Chronique Livre : ILS SE NOIERONT DANS LES LARMES DE LEURS MÈRES de Johannes Anyuru sur Quatre Sans Quatre

Johannes Anyuru est un auteur suédois qui écrit de la fiction ainsi que de la poésie. Son dernier recueil de poèmes a obtenu le prestigieux prix August (genre de Goncourt). Ils se noieront dans les larmes de leurs mères a reçu le prix Per Olov Enquist, le prix Dobloug décerné par l’Académie Suédoise et le prix August.

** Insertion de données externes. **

//! Core value types of the engine.
//!
//! This module contains the pieces the machine is assembled from:
//! - Opaque state and event identifiers
//! - The two-stack undo/redo history
//! - The bounded transition journal
//!
//! Nothing in here knows about configuration or transition tables.

mod history;
mod id;
mod journal;

pub use history::UndoHistory;
pub use id::{EventId, StateId};
pub use journal::{TransitionKind, TransitionLog, TransitionRecord, DEFAULT_JOURNAL_CAPACITY};
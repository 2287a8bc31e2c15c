//! Configuration errors.

use crate::core::{EventId, StateId};
use thiserror::Error;

/// Errors raised while loading, building or validating a configuration.
#[derive(Debug, Clone, Error, PartialEq, Eq)]
pub enum ConfigError {
    #[error("Initial state not specified. Call .initial(state) before .build()")]
    MissingInitial,

    #[error("Configuration declares no states")]
    NoStates,

    #[error("Initial state '{initial}' is not declared")]
    UnknownInitial { initial: StateId },

    #[error("Transition '{event}' from '{state}' targets undeclared state '{target}'")]
    UnknownTarget {
        state: StateId,
        event: EventId,
        target: StateId,
    },

    /// The configuration text could not be parsed
    #[error("Configuration parse failed: {0}")]
    Parse(String),
}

« «  Ils divisent les gens en deux catégories. Amis ou ennemis.
- C’est pire que ça », répondit ma mère. Souvent, j’entendais mes parents discuter dans la cuisine, la nuit. Il y avait quelque chose dans le ton de leur voix, une peur tapis sous les mots. « Plutôt humains ou animaux. » »

17 février.

D’emblée, le roman démarre sur les chapeaux de roues : une librairie de Göteborg qui reçoit un célèbre caricaturiste est le siège d’un attentat. Amin, Hamad et une jeune fille se déploient dans les lieux et prennent les visiteurs en otage, avec l’intention de trancher la gorge de l’auteur qui a eu le malheur de se moquer de la religion. Le caricaturiste doit mourir, ils sont prêts à mourir eux-mêmes s’il le faut, rhétorique funeste, par la mort aguichée, où rien ne devrait subsister dans un vain espoir que rien n’ait jamais été écrit, publié, pensé.

Jeunes, tous les trois, jeunes et suédois, mais pas le genre de Suédois qui a la cote, plutôt ceux qu’on essaye de rééduquer, dans la blanche et froide Suède, ceux qui dérangent avec leurs manies alimentaires et leurs croyances dépassées. Filmés par la jeune fille qui soudain sent qu’elle n’est pas au bon endroit, qu’elle n’est pas qui elle pense être, comme si une partie d’elle-même se défaisait soudainement, l’attentat ne se déroule pas comme prévu, car au lieu que ce soit le dessinateur qui meurt, Hamad sera tué par la police et elle empêchera Amin de tuer comme prévu.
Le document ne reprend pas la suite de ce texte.